The author of the study, Dr. Wilson M. Compton of the National Institutes of Health agency’s National Institute on Drug Abuse, states that it is crucial that policy makers and health-care practitioners caring for patients using the drug understand cannabis use patterns and dependence, and how they they’ve changed during the past few decades when considering whether and how to modify cannabis-related laws, or provide care.

Study Reflects Views on Marijuana Use

Medical cannabis California advocates are welcoming the positive shift in the perception of cannabis use as being more realistic. Exaggerated claims in years past concerning both marijuana’s potential harm or harmlessness may have had something to do with prior and current perceptions reflected in the study, according to Compton, who believes that when there is sparse available research on the plant’s properties, it is difficult to provide the public with a better understanding of marijuana’s effects.

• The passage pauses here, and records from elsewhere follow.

//! WinRT BLE transport
//!
//! [`BleTransport`] on top of `Windows.Devices.Bluetooth`. Discovery always
//! uses uncached mode because GATT handles do not survive a reconnect.

use crate::domain::models::{DeviceAddress, GattEndpoint, GattService, PeripheralIdentity};
use crate::infrastructure::bluetooth::error::BleError;
use crate::infrastructure::bluetooth::transport::{BleTransport, TransportEvent};
use async_trait::async_trait;
use std::collections::HashMap;
use std::sync::{Mutex, MutexGuard};
use tokio::sync::broadcast;
use tracing::{debug, info, warn};
use uuid::Uuid;
use windows::core::GUID;
use windows::Devices::Bluetooth::Advertisement::{
    BluetoothLEAdvertisementReceivedEventArgs, BluetoothLEAdvertisementWatcher,
    BluetoothLEScanningMode,
};
use windows::Devices::Bluetooth::GenericAttributeProfile::{
    GattCharacteristic, GattClientCharacteristicConfigurationDescriptorValue,
    GattCommunicationStatus, GattSession, GattValueChangedEventArgs, GattWriteOption,
};
use windows::Devices::Bluetooth::{
    BluetoothAdapter, BluetoothCacheMode, BluetoothConnectionStatus, BluetoothLEDevice,
};
use windows::Devices::Radios::RadioState;
use windows::Foundation::TypedEventHandler;
use windows::Storage::Streams::{DataReader, DataWriter};

fn winrt_error(err: windows::core::Error) -> BleError {
    BleError::transport(err.to_string())
}

fn check(status: GattCommunicationStatus, what: &str) -> Result<(), BleError> {
    if status == GattCommunicationStatus::Success {
        Ok(())
    } else {
        Err(BleError::transport(format!("{} failed: {:?}", what, status)))
    }
}

fn to_uuid(guid: GUID) -> Uuid {
    Uuid::from_u128(guid.to_u128())
}

struct WinLink {
    device: BluetoothLEDevice,
    // Keeps the OS from dropping the link while idle
    _session: Option<GattSession>,
    characteristics: HashMap<Uuid, GattCharacteristic>,
}

pub struct WinRtTransport {
    events: broadcast::Sender<TransportEvent>,
    watcher: Mutex<Option<BluetoothLEAdvertisementWatcher>>,
    link: Mutex<Option<WinLink>>,
}

impl WinRtTransport {
    pub fn new() -> Self {
        let (events, _) = broadcast::channel(256);
        Self {
            events,
            watcher: Mutex::new(None),
            link: Mutex::new(None),
        }
    }

    fn lock_link(&self) -> MutexGuard<'_, Option<WinLink>> {
        self.link.lock().unwrap_or_else(|poisoned| poisoned.into_inner())
    }

    fn lock_watcher(&self) -> MutexGuard<'_, Option<BluetoothLEAdvertisementWatcher>> {
        self.watcher
            .lock()
            .unwrap_or_else(|poisoned| poisoned.into_inner())
    }

    fn device(&self) -> Result<BluetoothLEDevice, BleError> {
        self.lock_link()
            .as_ref()
            .map(|link| link.device.clone())
            .ok_or(BleError::NotConnected)
    }

    fn characteristic(&self, uuid: Uuid) -> Result<GattCharacteristic, BleError> {
        self.lock_link()
            .as_ref()
            .ok_or(BleError::NotConnected)?
            .characteristics
            .get(&uuid)
            .cloned()
            .ok_or_else(|| BleError::transport(format!("characteristic {} not discovered", uuid)))
    }

    async fn open_session(device: &BluetoothLEDevice) -> windows::core::Result<GattSession> {
        let device_id = device.BluetoothDeviceId()?;
        let session = GattSession::FromDeviceIdAsync(&device_id)?.await?;
        session.SetMaintainConnection(true)?;
        Ok(session)
    }
}

impl Default for WinRtTransport {
    fn default() -> Self {
        Self::new()
    }
}

#[async_trait]
impl BleTransport for WinRtTransport {
    async fn radio_enabled(&self) -> bool {
        let radio = async {
            let adapter = BluetoothAdapter::GetDefaultAsync()?.await?;
            let radio = adapter.GetRadioAsync()?.await?;
            radio.State()
        };
        match radio.await {
            Ok(state) => state == RadioState::On,
            Err(e) => {
                warn!("Could not query Bluetooth radio: {}", e);
                false
            }
        }
    }

    async fn start_scan(&self) -> Result<(), BleError> {
        let mut slot = self.lock_watcher();
        if let Some(old) = slot.take() {
            let _ = old.Stop();
        }

        let watcher = BluetoothLEAdvertisementWatcher::new().map_err(winrt_error)?;
        watcher
            .SetScanningMode(BluetoothLEScanningMode::Active)
            .map_err(winrt_error)?;

        let sender = self.events.clone();
        let handler = TypedEventHandler::new(
            move |_: windows::core::Ref<BluetoothLEAdvertisementWatcher>,
                  args: windows::core::Ref<BluetoothLEAdvertisementReceivedEventArgs>| {
                if let Some(args) = args.as_ref() {
                    let name = args.Advertisement()?.LocalName()?.to_string();
                    let device = PeripheralIdentity {
                        address: DeviceAddress::new(args.BluetoothAddress()?),
                        name: (!name.is_empty()).then_some(name),
                        rssi: Some(args.RawSignalStrengthInDBm()?),
                    };
                    let _ = sender.send(TransportEvent::Discovered(device));
                }
                Ok(())
            },
        );

        watcher.Received(&handler).map_err(winrt_error)?;
        watcher.Start().map_err(winrt_error)?;
        *slot = Some(watcher);
        info!("Advertisement watcher started");
        Ok(())
    }

    async fn stop_scan(&self) -> Result<(), BleError> {
        if let Some(watcher) = self.lock_watcher().take() {
            watcher.Stop().map_err(winrt_error)?;
            info!("Advertisement watcher stopped");
        }
        Ok(())
    }

    async fn connect(&self, peripheral: &PeripheralIdentity) -> Result<(), BleError> {
        let device = BluetoothLEDevice::FromBluetoothAddressAsync(peripheral.address.as_u64())
            .map_err(winrt_error)?
            .await
            .map_err(winrt_error)?;
        info!("Device opened: {:?}", device.Name());

        let session = match Self::open_session(&device).await {
            Ok(session) => Some(session),
            Err(e) => {
                warn!("Failed to create GattSession, continuing anyway: {}", e);
                None
            }
        };

        let sender = self.events.clone();
        device
            .ConnectionStatusChanged(&TypedEventHandler::new(
                move |dev: windows::core::Ref<BluetoothLEDevice>, _| {
                    if let Some(dev) = dev.as_ref() {
                        if dev.ConnectionStatus()? == BluetoothConnectionStatus::Disconnected {
                            let address = DeviceAddress::new(dev.BluetoothAddress()?);
                            let _ = sender.send(TransportEvent::LinkLost(address));
                        }
                    }
                    Ok(())
                },
            ))
            .map_err(winrt_error)?;

        *self.lock_link() = Some(WinLink {
            device,
            _session: session,
            characteristics: HashMap::new(),
        });
        Ok(())
    }

    async fn disconnect(&self) -> Result<(), BleError> {
        if let Some(link) = self.lock_link().take() {
            link.device.Close().map_err(winrt_error)?;
            info!("Device closed");
        }
        Ok(())
    }

    async fn discover_services(&self) -> Result<Vec<GattService>, BleError> {
        let device = self.device()?;
        let result = device
            .GetGattServicesWithCacheModeAsync(BluetoothCacheMode::Uncached)
            .map_err(winrt_error)?
            .await
            .map_err(winrt_error)?;
        check(result.Status().map_err(winrt_error)?, "GetGattServices")?;

        let services = result.Services().map_err(winrt_error)?;
        let mut discovered = Vec::new();
        let mut characteristics = HashMap::new();

        for i in 0..services.Size().map_err(winrt_error)? {
            let service = services.GetAt(i).map_err(winrt_error)?;
            let service_uuid = to_uuid(service.Uuid().map_err(winrt_error)?);

            let chars_result = service
                .GetCharacteristicsWithCacheModeAsync(BluetoothCacheMode::Uncached)
                .map_err(winrt_error)?
                .await
                .map_err(winrt_error)?;
            check(
                chars_result.Status().map_err(winrt_error)?,
                "GetCharacteristics",
            )?;

            let chars = chars_result.Characteristics().map_err(winrt_error)?;
            let mut uuids = Vec::new();
            for j in 0..chars.Size().map_err(winrt_error)? {
                let characteristic = chars.GetAt(j).map_err(winrt_error)?;
                let uuid = to_uuid(characteristic.Uuid().map_err(winrt_error)?);
                uuids.push(uuid);
                characteristics.insert(uuid, characteristic);
            }
            debug!("Service {}: {:?}", service_uuid, uuids);
            discovered.push(GattService {
                uuid: service_uuid,
                characteristics: uuids,
            });
        }

        match self.lock_link().as_mut() {
            Some(link) => link.characteristics = characteristics,
            None => return Err(BleError::NotConnected),
        }
        Ok(discovered)
    }

    async fn enable_notifications(&self, endpoint: &GattEndpoint) -> Result<(), BleError> {
        let characteristic = self.characteristic(endpoint.characteristic)?;

        let sender = self.events.clone();
        let uuid = endpoint.characteristic;
        characteristic
            .ValueChanged(&TypedEventHandler::new(
                move |_: windows::core::Ref<GattCharacteristic>,
                      args: windows::core::Ref<GattValueChangedEventArgs>| {
                    if let Some(args) = args.as_ref() {
                        let reader = DataReader::FromBuffer(&args.CharacteristicValue()?)?;
                        let mut value = vec![0u8; reader.UnconsumedBufferLength()? as usize];
                        reader.ReadBytes(&mut value)?;
                        let _ = sender.send(TransportEvent::Notification {
                            characteristic: uuid,
                            value,
                        });
                    }
                    Ok(())
                },
            ))
            .map_err(winrt_error)?;

        let status = characteristic
            .WriteClientCharacteristicConfigurationDescriptorAsync(
                GattClientCharacteristicConfigurationDescriptorValue::Notify,
            )
            .map_err(winrt_error)?
            .await
            .map_err(winrt_error)?;
        check(status, "Enable notifications")
    }

    async fn write(&self, endpoint: &GattEndpoint, data: &[u8]) -> Result<(), BleError> {
        let characteristic = self.characteristic(endpoint.characteristic)?;

        let writer = DataWriter::new().map_err(winrt_error)?;
        writer.WriteBytes(data).map_err(winrt_error)?;
        let buffer = writer.DetachBuffer().map_err(winrt_error)?;

        let status = characteristic
            .WriteValueWithOptionAsync(&buffer, GattWriteOption::WriteWithResponse)
            .map_err(winrt_error)?
            .await
            .map_err(winrt_error)?;
        check(status, "Write")
    }

    fn events(&self) -> broadcast::Receiver<TransportEvent> {
        self.events.subscribe()
    }
}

Compton and his research team studied data provided from 2002 to 2014 by 596,500 adult participants who took part in an annual, nation-wide government survey. Questions asked of the participants included topics such as whether or not they used cannabis, how often, first-time marijuana use, and if they suffered from a disorder attributed to marijuana use. Additionally, they were questioned about their personal view about the drug as well as their opinions on state legalization of medical cannabis use.

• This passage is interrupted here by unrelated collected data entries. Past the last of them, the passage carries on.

//! BLE Transport Interface
//!
//! The platform stack the link core drives. Request/response operations are
//! async methods that resolve once the platform reports completion; anything
//! the platform raises on its own arrives as a [`TransportEvent`].

use crate::domain::models::{DeviceAddress, GattEndpoint, GattService, PeripheralIdentity};
use crate::infrastructure::bluetooth::error::BleError;
use async_trait::async_trait;
use tokio::sync::broadcast;
use uuid::Uuid;

/// Unsolicited platform callbacks.
#[derive(Debug, Clone, PartialEq)]
pub enum TransportEvent {
    /// An advertisement was received while scanning.
    Discovered(PeripheralIdentity),
    /// The link to this peripheral dropped without being asked to. May
    /// arrive after a newer link was started.
    LinkLost(DeviceAddress),
    /// A subscribed characteristic pushed a value.
    Notification { characteristic: Uuid, value: Vec<u8> },
}

/// BLE central role as provided by the platform.
///
/// Implementations allow only one link at a time. Callers never issue two
/// GATT operations on the same link concurrently.
#[async_trait]
pub trait BleTransport: Send + Sync + 'static {
    /// Whether the Bluetooth radio is switched on.
    async fn radio_enabled(&self) -> bool;

    async fn start_scan(&self) -> Result<(), BleError>;

    async fn stop_scan(&self) -> Result<(), BleError>;

    /// Establishes the link. Resolves once the platform reports it connected.
    async fn connect(&self, peripheral: &PeripheralIdentity) -> Result<(), BleError>;

    /// Tears the link down. Resolves on acknowledgement; a no-op without a link.
    async fn disconnect(&self) -> Result<(), BleError>;

    /// Lists every service and its characteristics on the current link.
    async fn discover_services(&self) -> Result<Vec<GattService>, BleError>;

    /// Writes the CCCD enable-notifications value for `endpoint`.
    async fn enable_notifications(&self, endpoint: &GattEndpoint) -> Result<(), BleError>;

    /// Writes `data` and resolves when the peripheral acknowledges it.
    async fn write(&self, endpoint: &GattEndpoint, data: &[u8]) -> Result<(), BleError>;

    /// Subscribes to unsolicited events.
    fn events(&self) -> broadcast::Receiver<TransportEvent>;
}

First Time Use and Daily Use on the Rise

The study defined cannabis use as having used the drug at any time within the previous year. The study results indicated that the percentage of marijuana use increased 2.9 percent among adults from 2002 to 2014. When applied to the entire U.S. population, the overall number of cannabis users had increased by 10 million – up to 31.9 million in 2014 from previous estimations of 21.9 million people in 2002. The study also indicated that first time marijuana use had also increased, from 823,000 in 2002 to 1.4 million in 2014. What researcher Compton found most surprising was the increase in frequency of use. The number of self-reported daily or almost-daily cannabis users more than doubled from 2002 to 2014, rising from 3.9 million to 8.4 million.

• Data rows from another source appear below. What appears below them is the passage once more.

//! In-process BLE transport
//!
//! A scripted stand-in for the platform stack, used to exercise the link
//! core without hardware. Tests drive it from the outside: advertise
//! peripherals, fail individual GATT steps, hold operations open and push
//! notifications.

use crate::domain::models::{
    DeviceAddress, GattEndpoint, GattService, PeripheralIdentity,
};
use crate::infrastructure::bluetooth::error::BleError;
use crate::infrastructure::bluetooth::protocol::{
    NOTIFY_CHAR_UUID, READ_CHAR_UUID, SERVICE_UUID, WRITE_CHAR_UUID,
};
use crate::infrastructure::bluetooth::transport::{BleTransport, TransportEvent};
use async_trait::async_trait;
use std::sync::atomic::{AtomicBool, AtomicUsize, Ordering};
use std::sync::{Mutex, MutexGuard};
use tokio::sync::{broadcast, Semaphore};
use uuid::Uuid;

/// Holds an operation open until the test releases it.
#[derive(Debug)]
struct Gate {
    closed: AtomicBool,
    permits: Semaphore,
}

impl Gate {
    fn new() -> Self {
        Self {
            closed: AtomicBool::new(false),
            permits: Semaphore::new(0),
        }
    }

    async fn pass(&self) {
        if self.closed.load(Ordering::SeqCst) {
            if let Ok(permit) = self.permits.acquire().await {
                permit.forget();
            }
        }
    }
}

#[derive(Debug, Default)]
struct SimState {
    radio_enabled: bool,
    scanning: bool,
    services: Vec<GattService>,
    connected: Option<DeviceAddress>,
    connect_error: Option<BleError>,
    discovery_error: Option<BleError>,
    notify_error: Option<BleError>,
    write_error: Option<BleError>,
    connects: Vec<DeviceAddress>,
    disconnects: usize,
    subscriptions: Vec<GattEndpoint>,
    writes: Vec<Vec<u8>>,
}

pub struct SimulatedTransport {
    state: Mutex<SimState>,
    events: broadcast::Sender<TransportEvent>,
    connect_gate: Gate,
    discovery_gate: Gate,
    write_gate: Gate,
    outstanding: AtomicUsize,
    max_outstanding: AtomicUsize,
}

impl SimulatedTransport {
    /// A radio with no peripheral services configured.
    pub fn new() -> Self {
        let (events, _) = broadcast::channel(256);
        Self {
            state: Mutex::new(SimState {
                radio_enabled: true,
                ..Default::default()
            }),
            events,
            connect_gate: Gate::new(),
            discovery_gate: Gate::new(),
            write_gate: Gate::new(),
            outstanding: AtomicUsize::new(0),
            max_outstanding: AtomicUsize::new(0),
        }
    }

    /// A radio whose peripherals expose the full robot control service.
    pub fn robot() -> Self {
        let transport = Self::new();
        transport.set_services(vec![GattService {
            uuid: SERVICE_UUID,
            characteristics: vec![READ_CHAR_UUID, NOTIFY_CHAR_UUID, WRITE_CHAR_UUID],
        }]);
        transport
    }

    pub fn set_radio_enabled(&self, enabled: bool) {
        self.lock().radio_enabled = enabled;
    }

    pub fn set_services(&self, services: Vec<GattService>) {
        self.lock().services = services;
    }

    /// Fails the next `connect` call.
    pub fn fail_next_connect(&self, error: BleError) {
        self.lock().connect_error = Some(error);
    }

    pub fn fail_next_discovery(&self, error: BleError) {
        self.lock().discovery_error = Some(error);
    }

    pub fn fail_next_subscribe(&self, error: BleError) {
        self.lock().notify_error = Some(error);
    }

    pub fn fail_next_write(&self, error: BleError) {
        self.lock().write_error = Some(error);
    }

    /// Makes `connect` wait for [`release_connects`](Self::release_connects).
    pub fn hold_connects(&self) {
        self.connect_gate.closed.store(true, Ordering::SeqCst);
    }

    pub fn release_connects(&self, n: usize) {
        self.connect_gate.permits.add_permits(n);
    }

    /// Makes `discover_services` wait for [`release_discovery`](Self::release_discovery).
    pub fn hold_discovery(&self) {
        self.discovery_gate.closed.store(true, Ordering::SeqCst);
    }

    pub fn release_discovery(&self, n: usize) {
        self.discovery_gate.permits.add_permits(n);
    }

    /// Makes every write wait for an acknowledgement released by the test.
    pub fn hold_writes(&self) {
        self.write_gate.closed.store(true, Ordering::SeqCst);
    }

    pub fn ack_writes(&self, n: usize) {
        self.write_gate.permits.add_permits(n);
    }

    /// Emits an advertisement. Ignored unless scanning, like a real radio.
    pub fn advertise(&self, peripheral: PeripheralIdentity) -> bool {
        if !self.lock().scanning {
            return false;
        }
        let _ = self.events.send(TransportEvent::Discovered(peripheral));
        true
    }

    /// Pushes a value on the telemetry characteristic.
    pub fn notify(&self, value: &[u8]) {
        self.notify_on(NOTIFY_CHAR_UUID, value);
    }

    pub fn notify_on(&self, characteristic: Uuid, value: &[u8]) {
        let _ = self.events.send(TransportEvent::Notification {
            characteristic,
            value: value.to_vec(),
        });
    }

    /// Simulates the peripheral going out of range.
    pub fn drop_link(&self) {
        let dropped = self.lock().connected.take();
        if let Some(address) = dropped {
            self.lose_link(address);
        }
    }

    /// Emits a loss notice for `address` without touching the current link,
    /// like a late callback from a link that was already replaced.
    pub fn lose_link(&self, address: DeviceAddress) {
        let _ = self.events.send(TransportEvent::LinkLost(address));
    }

    pub fn is_scanning(&self) -> bool {
        self.lock().scanning
    }

    pub fn connected(&self) -> Option<DeviceAddress> {
        self.lock().connected
    }

    pub fn connects(&self) -> Vec<DeviceAddress> {
        self.lock().connects.clone()
    }

    pub fn disconnects(&self) -> usize {
        self.lock().disconnects
    }

    pub fn subscriptions(&self) -> Vec<GattEndpoint> {
        self.lock().subscriptions.clone()
    }

    /// Every payload handed to `write`, in the order the writes started.
    pub fn writes(&self) -> Vec<Vec<u8>> {
        self.lock().writes.clone()
    }

    /// Highest number of writes observed in flight at once.
    pub fn max_outstanding_writes(&self) -> usize {
        self.max_outstanding.load(Ordering::SeqCst)
    }

    fn lock(&self) -> MutexGuard<'_, SimState> {
        self.state.lock().unwrap_or_else(|poisoned| poisoned.into_inner())
    }

    fn require_link(&self) -> Result<(), BleError> {
        if self.lock().connected.is_some() {
            Ok(())
        } else {
            Err(BleError::transport("not connected"))
        }
    }
}

impl Default for SimulatedTransport {
    fn default() -> Self {
        Self::new()
    }
}

#[async_trait]
impl BleTransport for SimulatedTransport {
    async fn radio_enabled(&self) -> bool {
        self.lock().radio_enabled
    }

    async fn start_scan(&self) -> Result<(), BleError> {
        let mut state = self.lock();
        if !state.radio_enabled {
            return Err(BleError::RadioUnavailable);
        }
        state.scanning = true;
        Ok(())
    }

    async fn stop_scan(&self) -> Result<(), BleError> {
        self.lock().scanning = false;
        Ok(())
    }

    async fn connect(&self, peripheral: &PeripheralIdentity) -> Result<(), BleError> {
        self.lock().connects.push(peripheral.address);
        self.connect_gate.pass().await;

        let mut state = self.lock();
        if let Some(err) = state.connect_error.take() {
            return Err(err);
        }
        state.connected = Some(peripheral.address);
        Ok(())
    }

    async fn disconnect(&self) -> Result<(), BleError> {
        let mut state = self.lock();
        state.disconnects += 1;
        state.connected = None;
        Ok(())
    }

    async fn discover_services(&self) -> Result<Vec<GattService>, BleError> {
        self.require_link()?;
        self.discovery_gate.pass().await;

        let mut state = self.lock();
        if let Some(err) = state.discovery_error.take() {
            return Err(err);
        }
        Ok(state.services.clone())
    }

    async fn enable_notifications(&self, endpoint: &GattEndpoint) -> Result<(), BleError> {
        self.require_link()?;
        let mut state = self.lock();
        if let Some(err) = state.notify_error.take() {
            return Err(err);
        }
        state.subscriptions.push(*endpoint);
        Ok(())
    }

    async fn write(&self, _endpoint: &GattEndpoint, data: &[u8]) -> Result<(), BleError> {
        self.require_link()?;
        self.lock().writes.push(data.to_vec());

        let now = self.outstanding.fetch_add(1, Ordering::SeqCst) + 1;
        self.max_outstanding.fetch_max(now, Ordering::SeqCst);
        self.write_gate.pass().await;
        self.outstanding.fetch_sub(1, Ordering::SeqCst);

        match self.lock().write_error.take() {
            Some(err) => Err(err),
            None => Ok(()),
        }
    }

    fn events(&self) -> broadcast::Receiver<TransportEvent> {
        self.events.subscribe()
    }
}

Cannabis abuse or dependence, on the other hand remained stable at about 1.5 percent throughout the study, while participants reporting disorders declined from approximately 15 percent to 11 percent during the survey time frame. Younger, underemployed male marijuana users with less education who suffered from depression and used other substance, such as tobacco, were shown to be more likely to develop dependence issues.

Reduced Perception of Risk

The increase in first time use combined with a rise in daily marijuana use coincided with a decrease in the participants’ perception of the likelihood of smoking marijuana once or twice a week causing “great risk of harm”. While almost 51 percent of the participants surveyed in 2002 expressed that concern, the number plummeted to 33.3 percent in 2014, indicating that fewer Americans consider cannabis use harmful. The study showed the trend of the decrease in the perception of harm and the increase in cannabis consumption began in 2007.

Professor Wayne Hall of the University of Queensland in Australia provided an accompanying editorial to the study, pointing out that shifts in the prevalence of cannabis use occurred during a period when many states had passed laws legalizing marijuana for medicinal use, before Alaska, Oregon, Washington and Colorado legalized the drug for recreational use. Presently, other states have recreational use propositions on upcoming fall ballots. For example, medical cannabis California advocates are looking forward to the anticipated legalization of recreational marijuana use this November.

Professor Hall takes a bit more of a cautious approach to the study’s findings, saying that it is probably too early to draw conclusions about how the legal changes may affect the rates of marijuana use or possible related harms, and argues that continued research is needed to oversee the social and legislative landscape as opinions about the drug continue to shift.